OUR COMMITMENT TO YOUR PRIVACY
Our practice is dedicated to maintaining the privacy of your
Individually Identifiable Health Information (IIHI). In conducting our
business, we will create records regarding you and the treatment and services
we provide to you. We are required by law to maintain the confidentiality of
health information that identifies you. We also are required by law to
provide you with this notice of our legal duties and the privacy practices
that we maintain in our practice concerning your IIHI. By federal and state
law, we must follow the terms of the notice of privacy practices that we have
in effect at the time.
We realize that these laws are complicated, but we must
provide you with the following important information:
- How we may use and disclose
your IIHI
- Your privacy rights in your
IIHI
- Our obligations concerning
the use and disclosure of your IIHI
The terms of this notice apply to all records containing your
IIHI that are created or retained by our practice. We reserve the right to
revise or amend this Notice of Privacy Practices. Any revision or amendment
to this notice will be effective for all of your records that our practice
has created or maintained in the past, and for any of your records that we
may create or maintain in the future. Our practice will post a copy of our
current Notice in our offices in a visible location at all times, and you may
request a copy of our most current Notice at any time.
B.
IF YOU HAVE QUESTIONS ABOUT THIS NOTICE,
PLEASE CONTACT:
Practice Administrator at Aesthetic Medical Consultants, Inc.,
921 Main Street, Redwood City, CA 94063, (650) 361-1717, facsimile
(650) 361-1799. WE MAY USE AND DISCLOSE YOUR INDIVIDUALLY
IDENTIFIABLE HEALTH INFORMATION (IIHI) IN THE FOLLOWING WAYS
The following categories describe the different ways in which
we may use and disclose your IIHI.
1.
Treatment. Our practice may
use your IIHI to treat you. For example, we may ask you to have laboratory
tests (such as blood or urine tests), and we may use the results to help us
reach a diagnosis. We might use your IIHI in order to write a prescription
for you, or we might disclose your IIHI to a pharmacy when we order a
prescription for you. Many of the people who work for our practice -
including, but not limited to, our doctors and nurses - may use or disclose
your IIHI in order to treat you or to assist others in your treatment.

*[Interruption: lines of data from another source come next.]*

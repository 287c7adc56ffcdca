use super::types::Point;

#[derive(Clone, Copy, Debug, PartialEq, Eq)]
pub struct Grid {
    tiles: i32,
}

impl Grid {
    pub fn new(tiles: u32) -> Self {
        let tiles = i32::try_from(tiles.max(1)).unwrap_or(i32::MAX);
        Self { tiles }
    }

    pub fn tiles(&self) -> u32 {
        self.tiles as u32
    }

    pub fn in_bounds(&self, pos: Point) -> bool {
        (0..self.tiles).contains(&pos.x) && (0..self.tiles).contains(&pos.y)
    }

    /// Steps of one tile only: anything below zero becomes the last index,
    /// anything past the edge becomes zero.
    pub fn wrap(&self, coordinate: i32) -> i32 {
        if coordinate < 0 {
            self.tiles - 1
        } else if coordinate >= self.tiles {
            0
        } else {
            coordinate
        }
    }

    pub fn wrap_point(&self, pos: Point) -> Point {
        Point::new(self.wrap(pos.x), self.wrap(pos.y))
    }

    pub fn center(&self) -> Point {
        Point::new(self.tiles / 2, self.tiles / 2)
    }
}

#[cfg(test)]
mod tests {
    use super::*;

    #[test]
    fn test_in_bounds_edges() {
        let grid = Grid::new(10);
        assert!(grid.in_bounds(Point::new(0, 0)));
        assert!(grid.in_bounds(Point::new(9, 9)));
        assert!(!grid.in_bounds(Point::new(-1, 5)));
        assert!(!grid.in_bounds(Point::new(5, -1)));
        assert!(!grid.in_bounds(Point::new(10, 5)));
        assert!(!grid.in_bounds(Point::new(5, 10)));
    }

    #[test]
    fn test_wrap() {
        let grid = Grid::new(10);
        assert_eq!(grid.wrap(-1), 9);
        assert_eq!(grid.wrap(10), 0);
        assert_eq!(grid.wrap(4), 4);
        assert_eq!(grid.wrap_point(Point::new(-1, 10)), Point::new(9, 0));
    }

    #[test]
    fn test_center_and_minimum_size() {
        let grid = Grid::new(20);
        assert_eq!(grid.center(), Point::new(10, 10));
        assert_eq!(Grid::new(0).tiles(), 1);
    }
}
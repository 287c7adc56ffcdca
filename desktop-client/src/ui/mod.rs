mod board;
mod input;
mod theme;

pub use board::BoardPainter;
pub use input::{keyboard_events, swipe_direction};
pub use theme::{THEME_NAMES, Theme};
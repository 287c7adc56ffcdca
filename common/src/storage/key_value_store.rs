use std::collections::BTreeMap;
use std::path::Path;
use std::sync::Mutex;

use serde::{Deserialize, Serialize};

use crate::config::{ConfigManager, FileContentConfigProvider, Validate};
use crate::log;

/// String-keyed store for small preferences.
pub trait KeyValueStore {
    fn get(&self, key: &str) -> Result<Option<String>, String>;
    fn set(&self, key: &str, value: &str) -> Result<(), String>;
}

#[derive(Default)]
pub struct MemoryStore {
    entries: Mutex<BTreeMap<String, String>>,
}

impl MemoryStore {
    pub fn new() -> Self {
        Self::default()
    }
}

impl KeyValueStore for MemoryStore {
    fn get(&self, key: &str) -> Result<Option<String>, String> {
        let entries = self
            .entries
            .lock()
            .map_err(|_| "Store lock poisoned".to_string())?;
        Ok(entries.get(key).cloned())
    }

    fn set(&self, key: &str, value: &str) -> Result<(), String> {
        let mut entries = self
            .entries
            .lock()
            .map_err(|_| "Store lock poisoned".to_string())?;
        entries.insert(key.to_string(), value.to_string());
        Ok(())
    }
}

#[derive(Clone, Debug, Default, PartialEq, Serialize, Deserialize)]
#[serde(transparent)]
struct StoreEntries(BTreeMap<String, String>);

impl Validate for StoreEntries {
    fn validate(&self) -> Result<(), String> {
        if self.0.keys().any(|k| k.is_empty()) {
            return Err("store keys must not be empty".to_string());
        }
        Ok(())
    }
}

/// Flat YAML map on disk, rewritten on every `set`.
pub struct YamlFileStore {
    manager: ConfigManager<FileContentConfigProvider, StoreEntries>,
}

impl YamlFileStore {
    pub fn new(file_path: impl AsRef<Path>) -> Self {
        Self {
            manager: ConfigManager::from_yaml_file(file_path),
        }
    }
}

impl KeyValueStore for YamlFileStore {
    fn get(&self, key: &str) -> Result<Option<String>, String> {
        Ok(self.manager.get_config()?.0.get(key).cloned())
    }

    fn set(&self, key: &str, value: &str) -> Result<(), String> {
        // An unreadable file is replaced rather than blocking every later write.
        let mut entries = self.manager.get_config().unwrap_or_else(|e| {
            log!("Discarding unreadable store: {}", e);
            StoreEntries::default()
        });
        entries.0.insert(key.to_string(), value.to_string());
        self.manager.set_config(&entries)
    }
}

Additionally, we may disclose your IIHI to others who may assist in your
care, such as your spouse, children or parents.
Finally, we may also disclose your IIHI to other health care
providers for purposes related to your treatment.
2.
Payment. Our practice may
use and disclose your IIHI in order to bill and collect payment for the
services and items you may receive from us. For example, we may contact your
health insurer to certify that you are eligible for benefits (and for what
range of benefits), and we may provide your insurer with details regarding
your treatment to determine if your insurer will cover, or pay for, your
treatment. We also may use and disclose your IIHI to obtain payment from
third parties that may be responsible for such costs, such as family members.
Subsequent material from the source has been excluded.